Getting fired is worse than being dumped because you’re being dumped by the person who gave you the money to buy your girlfriend “please don’t break up with me” gifts. There are plenty of obvious ways to get fired: missing a week of work and/or being wasted on the job and/or cursing out your boss and/or your boss’s boss.
However, there are more subtle ways to get canned. Usually it’s because you did something to make your boss hate you, and–fair or unfair–he’s probably going to fire you for it. Here’s five things that you might have done to invite his wrath.
He Knows About That Email
You were at home one night and a demon came into your room, spread its fiery wings and demanded that you Photoshop your boss’s head onto a T-rex’s body because, you know, they both have those pathetic little arms.

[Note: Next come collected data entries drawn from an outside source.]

//! Workout REST API Routes

use axum::{
    extract::{Path, State},
    http::StatusCode,
    response::IntoResponse,
    routing::get,
    Json, Router,
};
use chrono::Utc;
use uuid::Uuid;
use vital_core::Workout;
use vital_storage::WorkoutUpdate;

use crate::{
    context::UserContext,
    error::{ApiError, ApiResult},
    state::AppState,
    types::{CreateWorkoutRequest, UpdateWorkoutRequest, WorkoutListResponse},
};

fn validate_feeling(feeling: i16) -> ApiResult<()> {
    if (1..=5).contains(&feeling) {
        Ok(())
    } else {
        Err(ApiError::invalid_range("feeling", 1, 5))
    }
}

// ============================================================================
// ROUTE HANDLERS
// ============================================================================

/// POST /api/v1/workouts - Log a training session
#[utoipa::path(
    post,
    path = "/api/v1/workouts",
    tag = "Workouts",
    request_body = CreateWorkoutRequest,
    responses(
        (status = 201, description = "Workout created", body = Workout),
        (status = 400, description = "Invalid request", body = ApiError),
    ),
)]
pub async fn create_workout(
    State(state): State<AppState>,
    ctx: UserContext,
    Json(req): Json<CreateWorkoutRequest>,
) -> ApiResult<impl IntoResponse> {
    if req.title.trim().is_empty() {
        return Err(ApiError::missing_field("title"));
    }
    if let Some(feeling) = req.feeling {
        validate_feeling(feeling)?;
    }

    let occurred_at = req.occurred_at.unwrap_or_else(Utc::now);
    let mut workout = Workout::new(ctx.user_id, req.title.trim(), occurred_at);
    if let Some(exercises) = req.exercises {
        workout = workout.with_exercises(exercises);
    }
    if let Some(feeling) = req.feeling {
        workout = workout.with_feeling(feeling);
    }
    if let Some(comments) = req.comments {
        workout.comments = comments;
    }
    state.store.workout_insert(&workout)?;

    Ok((StatusCode::CREATED, Json(workout)))
}

/// GET /api/v1/workouts - List the user's workouts, newest first
#[utoipa::path(
    get,
    path = "/api/v1/workouts",
    tag = "Workouts",
    responses(
        (status = 200, description = "List of workouts", body = WorkoutListResponse),
    ),
)]
pub async fn list_workouts(
    State(state): State<AppState>,
    ctx: UserContext,
) -> ApiResult<impl IntoResponse> {
    let workouts = state.store.workout_list(ctx.user_id)?;
    let total = workouts.len();
    Ok(Json(WorkoutListResponse { workouts, total }))
}

/// GET /api/v1/workouts/{id} - Get a workout
#[utoipa::path(
    get,
    path = "/api/v1/workouts/{id}",
    tag = "Workouts",
    params(("id" = Uuid, Path, description = "Workout ID")),
    responses(
        (status = 200, description = "The workout", body = Workout),
        (status = 404, description = "Workout not found", body = ApiError),
    ),
)]
pub async fn get_workout(
    State(state): State<AppState>,
    ctx: UserContext,
    Path(id): Path<Uuid>,
) -> ApiResult<impl IntoResponse> {
    let workout = state
        .store
        .workout_get(ctx.user_id, id)?
        .ok_or_else(|| ApiError::entity_not_found("Workout", id))?;
    Ok(Json(workout))
}

/// PUT /api/v1/workouts/{id} - Update a workout
#[utoipa::path(
    put,
    path = "/api/v1/workouts/{id}",
    tag = "Workouts",
    params(("id" = Uuid, Path, description = "Workout ID")),
    request_body = UpdateWorkoutRequest,
    responses(
        (status = 200, description = "Updated workout", body = Workout),
        (status = 404, description = "Workout not found", body = ApiError),
    ),
)]
pub async fn update_workout(
    State(state): State<AppState>,
    ctx: UserContext,
    Path(id): Path<Uuid>,
    Json(req): Json<UpdateWorkoutRequest>,
) -> ApiResult<impl IntoResponse> {
    if let Some(feeling) = req.feeling {
        validate_feeling(feeling)?;
    }

    state.store.workout_update(
        ctx.user_id,
        id,
        WorkoutUpdate {
            title: req.title,
            exercises: req.exercises,
            feeling: req.feeling,
            comments: req.comments,
        },
    )?;

    let workout = state
        .store
        .workout_get(ctx.user_id, id)?
        .ok_or_else(|| ApiError::entity_not_found("Workout", id))?;
    Ok(Json(workout))
}

/// DELETE /api/v1/workouts/{id} - Delete a workout
#[utoipa::path(
    delete,
    path = "/api/v1/workouts/{id}",
    tag = "Workouts",
    params(("id" = Uuid, Path, description = "Workout ID")),
    responses(
        (status = 204, description = "Workout deleted"),
        (status = 404, description = "Workout not found", body = ApiError),
    ),
)]
pub async fn delete_workout(
    State(state): State<AppState>,
    ctx: UserContext,
    Path(id): Path<Uuid>,
) -> ApiResult<impl IntoResponse> {
    state.store.workout_delete(ctx.user_id, id)?;
    Ok(StatusCode::NO_CONTENT)
}

// ============================================================================
// ROUTER
// ============================================================================

/// Build the workout router.
pub fn create_router(state: AppState) -> Router {
    Router::new()
        .route("/", get(list_workouts).post(create_workout))
        .route(
            "/:id",
            get(get_workout).put(update_workout).delete(delete_workout),
        )
        .with_state(state)
}
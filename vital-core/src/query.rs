//! Typed query parameters for store and engine calls
//!
//! The engine and store never see raw request parameters: the API layer
//! validates into these structs first, so date windows and limits are always
//! well-formed by the time data is fetched.

use chrono::{Days, NaiveDate};
use serde::{Deserialize, Serialize};

/// Inclusive calendar date range.
#[derive(Debug, Clone, Copy, PartialEq, Eq, Hash, Serialize, Deserialize)]
#[cfg_attr(feature = "openapi", derive(utoipa::ToSchema))]
pub struct DateRange {
    #[cfg_attr(feature = "openapi", schema(value_type = String, format = "date"))]
    pub start: NaiveDate,
    #[cfg_attr(feature = "openapi", schema(value_type = String, format = "date"))]
    pub end: NaiveDate,
}

impl DateRange {
    /// Create a range, normalizing swapped endpoints.
    pub fn new(start: NaiveDate, end: NaiveDate) -> Self {
        if start <= end {
            Self { start, end }
        } else {
            Self {
                start: end,
                end: start,
            }
        }
    }

    /// Trailing window of `days` calendar days ending at `end` inclusive,
    /// i.e. `[end - (days - 1), end]`.
    pub fn trailing_days(end: NaiveDate, days: u64) -> Self {
        let start = end - Days::new(days.saturating_sub(1));
        Self { start, end }
    }

    /// Whether `date` falls within the range, inclusive both ends.
    pub fn contains(&self, date: NaiveDate) -> bool {
        self.start <= date && date <= self.end
    }

    /// Number of calendar dates covered, inclusive both ends.
    pub fn len_days(&self) -> i64 {
        (self.end - self.start).num_days() + 1
    }
}

/// Parameters for the progress comparison endpoint.
#[derive(Debug, Clone, PartialEq, Eq)]
pub struct ProgressQuery {
    /// Caller-supplied "today"; the engine has no internal clock.
    pub today: NaiveDate,
    /// Raw period token; the engine resolves it (unknown tokens fall back to
    /// one month, a malformed custom day count is rejected).
    pub period: String,
    /// Raw custom day count, parsed by the engine for the `custom` period.
    pub days: Option<String>,
}
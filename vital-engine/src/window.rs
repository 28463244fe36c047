//! Week window arithmetic
//!
//! The single home for "this week": every consumer of week boundaries goes
//! through [`WeekWindow::containing`], and the rolling trailing-7-day range
//! used by the streak calculator comes from
//! [`vital_core::DateRange::trailing_days`]. No other module defines week
//! boundaries.

use chrono::{Datelike, Days, NaiveDate};
use serde::{Deserialize, Serialize};
use vital_core::DateRange;

/// Monday-to-Sunday calendar week, inclusive both ends.
#[derive(Debug, Clone, Copy, PartialEq, Eq, Serialize, Deserialize)]
#[cfg_attr(feature = "openapi", derive(utoipa::ToSchema))]
pub struct WeekWindow {
    /// The Monday of the week.
    #[cfg_attr(feature = "openapi", schema(value_type = String, format = "date"))]
    pub start: NaiveDate,
    /// The Sunday of the week.
    #[cfg_attr(feature = "openapi", schema(value_type = String, format = "date"))]
    pub end: NaiveDate,
}

impl WeekWindow {
    /// The 7-day Monday-to-Sunday span containing `today` (Monday = weekday 0).
    pub fn containing(today: NaiveDate) -> Self {
        let weekday = u64::from(today.weekday().num_days_from_monday());
        let start = today - Days::new(weekday);
        let end = start + Days::new(6);
        Self { start, end }
    }

    /// The window as an inclusive date range for store queries.
    pub fn as_range(&self) -> DateRange {
        DateRange::new(self.start, self.end)
    }
}

#[cfg(test)]
mod tests {
    use super::*;
    use chrono::Weekday;

    fn date(y: i32, m: u32, d: u32) -> NaiveDate {
        NaiveDate::from_ymd_opt(y, m, d).unwrap()
    }

    #[test]
    fn test_sunday_maps_to_monday_start() {
        // 2024-03-10 is a Sunday.
        let window = WeekWindow::containing(date(2024, 3, 10));
        assert_eq!(window.start, date(2024, 3, 4));
        assert_eq!(window.end, date(2024, 3, 10));
    }

    #[test]
    fn test_monday_is_its_own_start() {
        let window = WeekWindow::containing(date(2024, 3, 4));
        assert_eq!(window.start, date(2024, 3, 4));
        assert_eq!(window.end, date(2024, 3, 10));
    }

    #[test]
    fn test_window_spans_exactly_seven_days_and_contains_today() {
        let mut day = date(2023, 12, 25);
        for _ in 0..60 {
            let window = WeekWindow::containing(day);
            assert_eq!(window.as_range().len_days(), 7);
            assert!(window.as_range().contains(day));
            assert_eq!(window.start.weekday(), Weekday::Mon);
            assert_eq!(window.end.weekday(), Weekday::Sun);
            day = day + Days::new(1);
        }
    }

    #[test]
    fn test_window_crosses_month_boundary() {
        // 2024-03-01 is a Friday; its week starts in February.
        let window = WeekWindow::containing(date(2024, 3, 1));
        assert_eq!(window.start, date(2024, 2, 26));
        assert_eq!(window.end, date(2024, 3, 3));
    }
}
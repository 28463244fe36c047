//! Health Check Endpoints
//!
//! Kubernetes-compatible probes:
//! - /health/ping - Simple liveness check
//! - /health/ready - Store reachability check
//! - /health/live - Process alive check
//!
//! No user header required for health endpoints.

use axum::{extract::State, http::StatusCode, response::IntoResponse, routing::get, Json, Router};
use serde::{Deserialize, Serialize};

use crate::state::AppState;

// ============================================================================
// TYPES
// ============================================================================

/// Health check response
#[derive(Debug, Clone, Serialize, Deserialize)]
#[cfg_attr(feature = "openapi", derive(utoipa::ToSchema))]
pub struct HealthResponse {
    pub status: HealthStatus,
    #[serde(skip_serializing_if = "Option::is_none")]
    pub message: Option<String>,
    #[serde(skip_serializing_if = "Option::is_none")]
    pub details: Option<HealthDetails>,
}

#[derive(Debug, Clone, Copy, PartialEq, Eq, Serialize, Deserialize)]
#[cfg_attr(feature = "openapi", derive(utoipa::ToSchema))]
#[serde(rename_all = "lowercase")]
pub enum HealthStatus {
    Healthy,
    Unhealthy,
}

#[derive(Debug, Clone, Serialize, Deserialize)]
#[cfg_attr(feature = "openapi", derive(utoipa::ToSchema))]
pub struct HealthDetails {
    pub store: HealthStatus,
    pub version: String,
    pub uptime_seconds: u64,
}

// ============================================================================
// HANDLERS
// ============================================================================

/// GET /health/ping - Simple pong response
#[utoipa::path(
    get,
    path = "/health/ping",
    tag = "Health",
    responses(
        (status = 200, description = "Service is responding", body = String),
    ),
)]
pub async fn ping() -> impl IntoResponse {
    (StatusCode::OK, "pong")
}

/// GET /health/live - Process liveness check
#[utoipa::path(
    get,
    path = "/health/live",
    tag = "Health",
    responses(
        (status = 200, description = "Process is alive", body = HealthResponse),
    ),
)]
pub async fn liveness() -> impl IntoResponse {
    let response = HealthResponse {
        status: HealthStatus::Healthy,
        message: Some("Process is alive".to_string()),
        details: None,
    };
    (StatusCode::OK, Json(response))
}

/// GET /health/ready - Readiness check (store reachability)
#[utoipa::path(
    get,
    path = "/health/ready",
    tag = "Health",
    responses(
        (status = 200, description = "Service is ready", body = HealthResponse),
        (status = 503, description = "Service is not ready", body = HealthResponse),
    ),
)]
pub async fn readiness(State(state): State<AppState>) -> impl IntoResponse {
    let store_status = if state.store.is_ready() {
        HealthStatus::Healthy
    } else {
        HealthStatus::Unhealthy
    };

    let response = HealthResponse {
        status: store_status,
        message: None,
        details: Some(HealthDetails {
            store: store_status,
            version: env!("CARGO_PKG_VERSION").to_string(),
            uptime_seconds: state.start_time.elapsed().as_secs(),
        }),
    };

    let status_code = if store_status == HealthStatus::Healthy {
        StatusCode::OK
    } else {
        StatusCode::SERVICE_UNAVAILABLE
    };

    (status_code, Json(response))
}

// ============================================================================
// ROUTER
// ============================================================================

/// Create health check router (no user header required)
pub fn create_router(state: AppState) -> Router {
    Router::new()
        .route("/ping", get(ping))
        .route("/live", get(liveness))
        .route("/ready", get(readiness))
        .with_state(state)
}

#[cfg(test)]
mod tests {
    use super::*;

    #[test]
    fn test_health_response_serialization() {
        let response = HealthResponse {
            status: HealthStatus::Healthy,
            message: Some("All systems operational".to_string()),
            details: None,
        };

        let json = serde_json::to_string(&response).unwrap();
        assert!(json.contains("\"status\":\"healthy\""));
    }

    #[test]
    fn test_health_details_structure() {
        let details = HealthDetails {
            store: HealthStatus::Healthy,
            version: "0.3.0".to_string(),
            uptime_seconds: 3600,
        };

        let json = serde_json::to_string(&details).unwrap();
        assert!(json.contains("\"version\":\"0.3.0\""));
        assert!(json.contains("\"uptime_seconds\":3600"));
    }
}
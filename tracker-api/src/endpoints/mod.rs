pub mod analytics;
pub mod feed;
pub mod transactions;

use reqwest::Method;
use serde::de::DeserializeOwned;
use serde::{Deserialize, Serialize};
use std::borrow::Cow;
use std::fmt::Display;
use std::num::ParseIntError;
use std::str::FromStr;

/// Server-side primary key of a transaction row
#[derive(Debug, Clone, Copy, PartialEq, Eq, PartialOrd, Ord, Hash, Serialize, Deserialize)]
#[serde(transparent)]
pub struct TransactionId(i64);

impl TransactionId {
    pub fn new(value: i64) -> Self {
        Self(value)
    }

    pub fn inner(&self) -> i64 {
        self.0
    }
}

impl Display for TransactionId {
    fn fmt(&self, f: &mut std::fmt::Formatter<'_>) -> std::fmt::Result {
        self.0.fmt(f)
    }
}

impl From<i64> for TransactionId {
    fn from(value: i64) -> Self {
        Self(value)
    }
}

impl From<TransactionId> for i64 {
    fn from(value: TransactionId) -> Self {
        value.0
    }
}

impl FromStr for TransactionId {
    type Err = ParseIntError;

    fn from_str(s: &str) -> Result<Self, Self::Err> {
        s.trim().parse::<i64>().map(Self)
    }
}

/// Payload attached to a request
#[derive(Debug, Clone, PartialEq, Eq)]
pub enum RequestData {
    Empty,
    /// `application/x-www-form-urlencoded` fields, keys may repeat
    Form(Vec<(&'static str, String)>),
}

pub trait ApiRequest {
    type Response: DeserializeOwned;
    const METHOD: Method = Method::GET;

    fn endpoint(&self) -> Cow<'_, str>;

    fn data(&self) -> RequestData {
        RequestData::Empty
    }

    /// Anything but a GET changes server state and needs the anti-forgery token
    fn is_mutating(&self) -> bool {
        Self::METHOD != Method::GET
    }
}

/// Response shape shared by every mutating endpoint
#[derive(Debug, Clone, Default, PartialEq, Eq, Serialize, Deserialize)]
pub struct MutationResponse {
    pub success: bool,
    #[serde(default)]
    pub message: Option<String>,
    #[serde(default)]
    pub error: Option<String>,
    #[serde(default)]
    pub deleted_count: Option<u64>,
}

/// A mutation the server accepted
#[derive(Debug, Clone, Default, PartialEq, Eq)]
pub struct MutationAck {
    pub message: Option<String>,
    pub deleted_count: Option<u64>,
}
use anyhow::{bail, Result};
use chrono::Local;
use std::io::Write;
use std::sync::Arc;
use tracker_api::Client;

use crate::app_core::{AppCore, DataEventHandler};
use crate::background::{data_loader::DataLoader, BackgroundTaskManager};
use crate::cli::Cli;
use crate::commands::{executor, handlers};
use crate::events::{AppCommand, DeleteTarget};
use crate::logging::init_logging;
use crate::settings::{Settings, CONFIG_PATH_ENV};
use crate::state::selection::SelectionDelta;
use crate::state::AppState;
use crate::storage::FileStore;
use crate::ui;

/// Production handler: spawns real requests through the data loader
pub struct LiveDataHandler {
    task_manager: BackgroundTaskManager,
    data_loader: DataLoader,
}

impl LiveDataHandler {
    pub fn new(data_loader: DataLoader) -> Self {
        Self {
            task_manager: BackgroundTaskManager::new(),
            data_loader,
        }
    }

    pub async fn wait_idle(&mut self) {
        self.task_manager.wait_idle().await;
    }
}

impl DataEventHandler for LiveDataHandler {
    fn execute_with_context(
        &mut self,
        command: AppCommand,
        state: &mut AppState,
    ) -> Option<SelectionDelta> {
        executor::execute_command(command, state, &mut self.task_manager, &self.data_loader)
    }
}

pub struct App {
    settings: Settings,
    cli: Cli,
}

impl App {
    pub fn new(settings: Settings, cli: Cli) -> Self {
        Self { settings, cli }
    }

    pub async fn run(&self) -> Result<()> {
        let (log_path, _guard) = init_logging()?;
        tracing::info!("tracker-select starting, logging to {}", log_path.display());

        if self.cli.command.is_mutating() && self.settings.csrf_token.is_empty() {
            bail!(
                "csrf_token is not configured (set it in the file named by {} or in TRACKER_SELECT_CSRF_TOKEN)",
                CONFIG_PATH_ENV
            );
        }

        let store = FileStore::new(self.settings.storage_dir()?)?;
        tracing::debug!("Selection stored in {}", store.dir().display());

        let api_client = Arc::new(
            Client::builder(&self.settings.server_url)
                .csrf_token(self.settings.csrf_token.clone())
                .timeout(self.settings.request_timeout())
                .build()?,
        );

        let (data_tx, mut data_rx) = tokio::sync::mpsc::unbounded_channel();
        let handler = LiveDataHandler::new(DataLoader::new(api_client, data_tx));
        let mut core = AppCore::new(handler, store);

        if !self.cli.rows.is_empty() {
            core.dispatch(AppCommand::BindRows {
                ids: self.cli.rows.clone(),
            });
        }

        for command in handlers::handle_cli_command(&self.cli.command) {
            core.dispatch(command);
        }

        if let Some(target) = core.state().pending_confirmation.clone() {
            let answer = if self.cli.yes {
                AppCommand::ConfirmDelete
            } else {
                ask_confirmation(&target)?
            };
            core.dispatch(answer);
        }

        // Every request has answered once all tasks are done
        core.handler_mut().wait_idle().await;
        while let Ok(event) = data_rx.try_recv() {
            core.handle_data_event(event);
        }

        core.dispatch(AppCommand::ExpireNotifications { now: Local::now() });
        println!("{}", ui::render_page(core.state()));

        tracing::info!("tracker-select finished");
        Ok(())
    }
}

fn ask_confirmation(target: &DeleteTarget) -> Result<AppCommand> {
    let mut stdout = std::io::stdout();
    write!(
        stdout,
        "{}",
        ui::components::delete_confirmation::render_delete_confirmation(target)
    )?;
    stdout.flush()?;

    let mut answer = String::new();
    std::io::stdin().read_line(&mut answer)?;
    Ok(handlers::handle_confirmation_answer(&answer))
}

The demon then made you add the caption, “My Arms Are Too Short To Grab That Stapler… Will You Do It For Me?” Then you emailed it out to your coworkers, but the demon made you carelessly cc the boss.
He Overheard The “Michael Scott” Comment
As a rule, you should never talk about “The Office” at the office. Or at the car wash, coffee shop or wherever else you might work. Even if your boss likes the show, the thought of his employees liking the show makes him aware of the possibility that he might be lousy and hated. And rather than try to become a chiller boss, he’ll just hate you back.
You Flirted With His Daughter
Or wife. Or girlfriend. Or girl that he was trying to flirt with, but because you’re less of a dips**t than he is, she naturally gave you more attention. There’s plenty of other fish in the sea that don’t make the shark want to eat you. Try online dating or book clubs if you must.
That Slave Twang
You don’t like it when he orders you around or chews you out for your mistakes. We know, it sucks. But you didn’t have to mutter “oh lordy, it’ll neva happen ‘gain” under your breath. Or hum “Swing Low, Sweet Chariot” when you start doing the task he asked you to do.
You Were Sick The Wrong Day
Unless you were hospitalized, it doesn’t matter how sick you were. He had a whole afternoon at a hotel with his mistress planned, but now he has to cover for you or else the business doesn’t run right and he gets fired.